Records from a dataset:
§

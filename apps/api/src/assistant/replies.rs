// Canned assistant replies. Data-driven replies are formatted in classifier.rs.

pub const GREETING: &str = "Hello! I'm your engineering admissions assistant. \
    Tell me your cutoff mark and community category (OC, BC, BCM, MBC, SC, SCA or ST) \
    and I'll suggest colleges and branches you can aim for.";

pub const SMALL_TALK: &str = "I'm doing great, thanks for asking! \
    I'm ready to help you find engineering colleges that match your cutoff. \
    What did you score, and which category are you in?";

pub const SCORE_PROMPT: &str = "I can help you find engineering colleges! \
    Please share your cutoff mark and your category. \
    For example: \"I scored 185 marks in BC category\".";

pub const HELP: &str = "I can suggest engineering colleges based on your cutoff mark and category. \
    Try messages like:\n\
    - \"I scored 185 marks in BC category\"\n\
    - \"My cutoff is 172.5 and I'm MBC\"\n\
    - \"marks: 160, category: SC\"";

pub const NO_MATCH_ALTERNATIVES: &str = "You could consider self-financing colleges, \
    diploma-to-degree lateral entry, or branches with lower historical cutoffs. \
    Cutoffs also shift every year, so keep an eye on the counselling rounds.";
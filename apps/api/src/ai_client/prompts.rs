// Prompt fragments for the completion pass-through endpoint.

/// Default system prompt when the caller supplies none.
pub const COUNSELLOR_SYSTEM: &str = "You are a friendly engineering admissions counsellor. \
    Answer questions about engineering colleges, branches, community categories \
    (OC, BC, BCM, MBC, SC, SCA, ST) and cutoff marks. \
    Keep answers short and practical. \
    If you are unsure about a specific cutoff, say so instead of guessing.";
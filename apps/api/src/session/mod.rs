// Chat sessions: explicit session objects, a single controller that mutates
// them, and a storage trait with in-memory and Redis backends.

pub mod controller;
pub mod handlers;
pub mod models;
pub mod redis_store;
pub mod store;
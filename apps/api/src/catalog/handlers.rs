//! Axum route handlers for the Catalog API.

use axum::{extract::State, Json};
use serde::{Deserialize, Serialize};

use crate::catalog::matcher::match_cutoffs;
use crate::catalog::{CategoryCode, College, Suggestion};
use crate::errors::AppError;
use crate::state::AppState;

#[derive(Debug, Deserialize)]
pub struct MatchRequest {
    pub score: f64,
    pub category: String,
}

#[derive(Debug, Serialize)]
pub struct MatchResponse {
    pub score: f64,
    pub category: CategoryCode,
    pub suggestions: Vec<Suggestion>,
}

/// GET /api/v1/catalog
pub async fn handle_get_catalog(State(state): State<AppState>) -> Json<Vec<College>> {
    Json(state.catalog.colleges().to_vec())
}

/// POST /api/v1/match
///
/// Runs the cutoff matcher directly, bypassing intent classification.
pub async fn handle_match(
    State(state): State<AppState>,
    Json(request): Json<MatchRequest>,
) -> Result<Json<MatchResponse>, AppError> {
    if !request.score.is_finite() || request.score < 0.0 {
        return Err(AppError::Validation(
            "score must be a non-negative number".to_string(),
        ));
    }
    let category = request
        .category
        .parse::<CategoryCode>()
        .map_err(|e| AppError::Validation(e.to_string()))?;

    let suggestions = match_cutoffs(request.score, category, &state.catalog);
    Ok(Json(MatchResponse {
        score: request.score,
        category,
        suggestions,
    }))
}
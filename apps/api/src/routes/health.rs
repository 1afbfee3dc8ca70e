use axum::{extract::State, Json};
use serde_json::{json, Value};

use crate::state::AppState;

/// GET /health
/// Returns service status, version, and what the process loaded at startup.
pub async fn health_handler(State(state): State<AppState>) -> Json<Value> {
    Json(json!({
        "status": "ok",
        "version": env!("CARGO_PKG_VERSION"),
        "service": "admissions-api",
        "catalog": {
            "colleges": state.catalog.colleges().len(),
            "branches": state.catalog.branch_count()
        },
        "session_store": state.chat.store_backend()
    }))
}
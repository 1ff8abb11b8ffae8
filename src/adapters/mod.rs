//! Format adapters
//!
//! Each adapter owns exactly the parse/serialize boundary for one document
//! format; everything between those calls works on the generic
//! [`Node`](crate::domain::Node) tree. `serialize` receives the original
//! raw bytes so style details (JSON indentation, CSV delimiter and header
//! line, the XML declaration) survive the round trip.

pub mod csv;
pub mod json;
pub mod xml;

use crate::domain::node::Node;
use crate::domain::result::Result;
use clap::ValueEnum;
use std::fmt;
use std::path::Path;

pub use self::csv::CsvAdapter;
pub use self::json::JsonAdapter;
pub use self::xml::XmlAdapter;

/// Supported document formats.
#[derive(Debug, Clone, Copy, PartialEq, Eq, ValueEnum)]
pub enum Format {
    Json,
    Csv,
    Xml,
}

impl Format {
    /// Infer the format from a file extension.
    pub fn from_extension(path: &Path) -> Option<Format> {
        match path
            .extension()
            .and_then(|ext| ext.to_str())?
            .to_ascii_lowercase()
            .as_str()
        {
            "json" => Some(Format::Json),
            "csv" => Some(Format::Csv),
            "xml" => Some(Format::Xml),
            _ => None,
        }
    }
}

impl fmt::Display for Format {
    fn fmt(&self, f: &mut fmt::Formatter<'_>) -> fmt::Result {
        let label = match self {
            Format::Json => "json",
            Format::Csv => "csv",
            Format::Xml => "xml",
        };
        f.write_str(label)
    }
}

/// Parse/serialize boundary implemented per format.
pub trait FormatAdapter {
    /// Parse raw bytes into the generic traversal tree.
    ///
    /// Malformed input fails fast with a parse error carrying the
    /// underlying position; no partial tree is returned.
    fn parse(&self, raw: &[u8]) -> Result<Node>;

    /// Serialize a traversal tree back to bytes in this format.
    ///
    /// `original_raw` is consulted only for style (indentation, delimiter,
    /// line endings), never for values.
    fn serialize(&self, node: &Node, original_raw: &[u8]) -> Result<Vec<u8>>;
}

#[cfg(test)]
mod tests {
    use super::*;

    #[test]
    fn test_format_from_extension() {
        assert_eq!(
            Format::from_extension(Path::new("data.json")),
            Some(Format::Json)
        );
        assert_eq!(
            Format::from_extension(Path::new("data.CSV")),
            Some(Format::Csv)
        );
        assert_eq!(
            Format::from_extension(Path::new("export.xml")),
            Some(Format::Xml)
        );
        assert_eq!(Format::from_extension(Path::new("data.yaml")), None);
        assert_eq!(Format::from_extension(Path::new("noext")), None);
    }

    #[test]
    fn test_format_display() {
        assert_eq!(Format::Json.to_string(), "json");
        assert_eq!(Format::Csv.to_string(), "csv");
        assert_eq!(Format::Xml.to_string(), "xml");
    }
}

§

> **Exercise description**: Give back all of the entries exactly as written.

> **Answer box**:
filename apps/api/src/assistant/replies.rs
// Canned assistant replies. Data-driven replies are formatted in classifier.rs.

pub const GREETING: &str = "Hello! I'm your engineering admissions assistant. \
    Tell me your cutoff mark and community category (OC, BC, BCM, MBC, SC, SCA or ST) \
    and I'll suggest colleges and branches you can aim for.";

pub const SMALL_TALK: &str = "I'm doing great, thanks for asking! \
    I'm ready to help you find engineering colleges that match your cutoff. \
    What did you score, and which category are you in?";

pub const SCORE_PROMPT: &str = "I can help you find engineering colleges! \
    Please share your cutoff mark and your category. \
    For example: \"I scored 185 marks in BC category\".";

pub const HELP: &str = "I can suggest engineering colleges based on your cutoff mark and category. \
    Try messages like:\n\
    - \"I scored 185 marks in BC category\"\n\
    - \"My cutoff is 172.5 and I'm MBC\"\n\
    - \"marks: 160, category: SC\"";

pub const NO_MATCH_ALTERNATIVES: &str = "You could consider self-financing colleges, \
    diploma-to-degree lateral entry, or branches with lower historical cutoffs. \
    Cutoffs also shift every year, so keep an eye on the counselling rounds.";
filename apps/api/src/ai_client/prompts.rs
// Prompt fragments for the completion pass-through endpoint.

/// Default system prompt when the caller supplies none.
pub const COUNSELLOR_SYSTEM: &str = "You are a friendly engineering admissions counsellor. \
    Answer questions about engineering colleges, branches, community categories \
    (OC, BC, BCM, MBC, SC, SCA, ST) and cutoff marks. \
    Keep answers short and practical. \
    If you are unsure about a specific cutoff, say so instead of guessing.";
filename apps/api/src/session/mod.rs
// Chat sessions: explicit session objects, a single controller that mutates
// them, and a storage trait with in-memory and Redis backends.

pub mod controller;
pub mod handlers;
pub mod models;
pub mod redis_store;
pub mod store;
filename apps/api/src/catalog/handlers.rs
//! Axum route handlers for the Catalog API.

use axum::{extract::State, Json};
use serde::{Deserialize, Serialize};

use crate::catalog::matcher::match_cutoffs;
use crate::catalog::{CategoryCode, College, Suggestion};
use crate::errors::AppError;
use crate::state::AppState;

#[derive(Debug, Deserialize)]
pub struct MatchRequest {
    pub score: f64,
    pub category: String,
}

#[derive(Debug, Serialize)]
pub struct MatchResponse {
    pub score: f64,
    pub category: CategoryCode,
    pub suggestions: Vec<Suggestion>,
}

/// GET /api/v1/catalog
pub async fn handle_get_catalog(State(state): State<AppState>) -> Json<Vec<College>> {
    Json(state.catalog.colleges().to_vec())
}

/// POST /api/v1/match
///
/// Runs the cutoff matcher directly, bypassing intent classification.
pub async fn handle_match(
    State(state): State<AppState>,
    Json(request): Json<MatchRequest>,
) -> Result<Json<MatchResponse>, AppError> {
    if !request.score.is_finite() || request.score < 0.0 {
        return Err(AppError::Validation(
            "score must be a non-negative number".to_string(),
        ));
    }
    let category = request
        .category
        .parse::<CategoryCode>()
        .map_err(|e| AppError::Validation(e.to_string()))?;

    let suggestions = match_cutoffs(request.score, category, &state.catalog);
    Ok(Json(MatchResponse {
        score: request.score,
        category,
        suggestions,
    }))
}
filename apps/api/src/routes/health.rs
repository 1afbfee3dc8ca70e
use axum::{extract::State, Json};
use serde_json::{json, Value};

use crate::state::AppState;

/// GET /health
/// Returns service status, version, and what the process loaded at startup.
pub async fn health_handler(State(state): State<AppState>) -> Json<Value> {
    Json(json!({
        "status": "ok",
        "version": env!("CARGO_PKG_VERSION"),
        "service": "admissions-api",
        "catalog": {
            "colleges": state.catalog.colleges().len(),
            "branches": state.catalog.branch_count()
        },
        "session_store": state.chat.store_backend()
    }))
}
repository 1ff8abb11b8ffae8
filename src/adapters/mod.rs
//! Format adapters
//!
//! Each adapter owns exactly the parse/serialize boundary for one document
//! format; everything between those calls works on the generic
//! [`Node`](crate::domain::Node) tree. `serialize` receives the original
//! raw bytes so style details (JSON indentation, CSV delimiter and header
//! line, the XML declaration) survive the round trip.

pub mod csv;
pub mod json;
pub mod xml;

use crate::domain::node::Node;
use crate::domain::result::Result;
use clap::ValueEnum;
use std::fmt;
use std::path::Path;

pub use self::csv::CsvAdapter;
pub use self::json::JsonAdapter;
pub use self::xml::XmlAdapter;

/// Supported document formats.
#[derive(Debug, Clone, Copy, PartialEq, Eq, ValueEnum)]
pub enum Format {
    Json,
    Csv,
    Xml,
}

impl Format {
    /// Infer the format from a file extension.
    pub fn from_extension(path: &Path) -> Option<Format> {
        match path
            .extension()
            .and_then(|ext| ext.to_str())?
            .to_ascii_lowercase()
            .as_str()
        {
            "json" => Some(Format::Json),
            "csv" => Some(Format::Csv),
            "xml" => Some(Format::Xml),
            _ => None,
        }
    }
}

impl fmt::Display for Format {
    fn fmt(&self, f: &mut fmt::Formatter<'_>) -> fmt::Result {
        let label = match self {
            Format::Json => "json",
            Format::Csv => "csv",
            Format::Xml => "xml",
        };
        f.write_str(label)
    }
}

/// Parse/serialize boundary implemented per format.
pub trait FormatAdapter {
    /// Parse raw bytes into the generic traversal tree.
    ///
    /// Malformed input fails fast with a parse error carrying the
    /// underlying position; no partial tree is returned.
    fn parse(&self, raw: &[u8]) -> Result<Node>;

    /// Serialize a traversal tree back to bytes in this format.
    ///
    /// `original_raw` is consulted only for style (indentation, delimiter,
    /// line endings), never for values.
    fn serialize(&self, node: &Node, original_raw: &[u8]) -> Result<Vec<u8>>;
}

#[cfg(test)]
mod tests {
    use super::*;

    #[test]
    fn test_format_from_extension() {
        assert_eq!(
            Format::from_extension(Path::new("data.json")),
            Some(Format::Json)
        );
        assert_eq!(
            Format::from_extension(Path::new("data.CSV")),
            Some(Format::Csv)
        );
        assert_eq!(
            Format::from_extension(Path::new("export.xml")),
            Some(Format::Xml)
        );
        assert_eq!(Format::from_extension(Path::new("data.yaml")), None);
        assert_eq!(Format::from_extension(Path::new("noext")), None);
    }

    #[test]
    fn test_format_display() {
        assert_eq!(Format::Json.to_string(), "json");
        assert_eq!(Format::Csv.to_string(), "csv");
        assert_eq!(Format::Xml.to_string(), "xml");
    }
}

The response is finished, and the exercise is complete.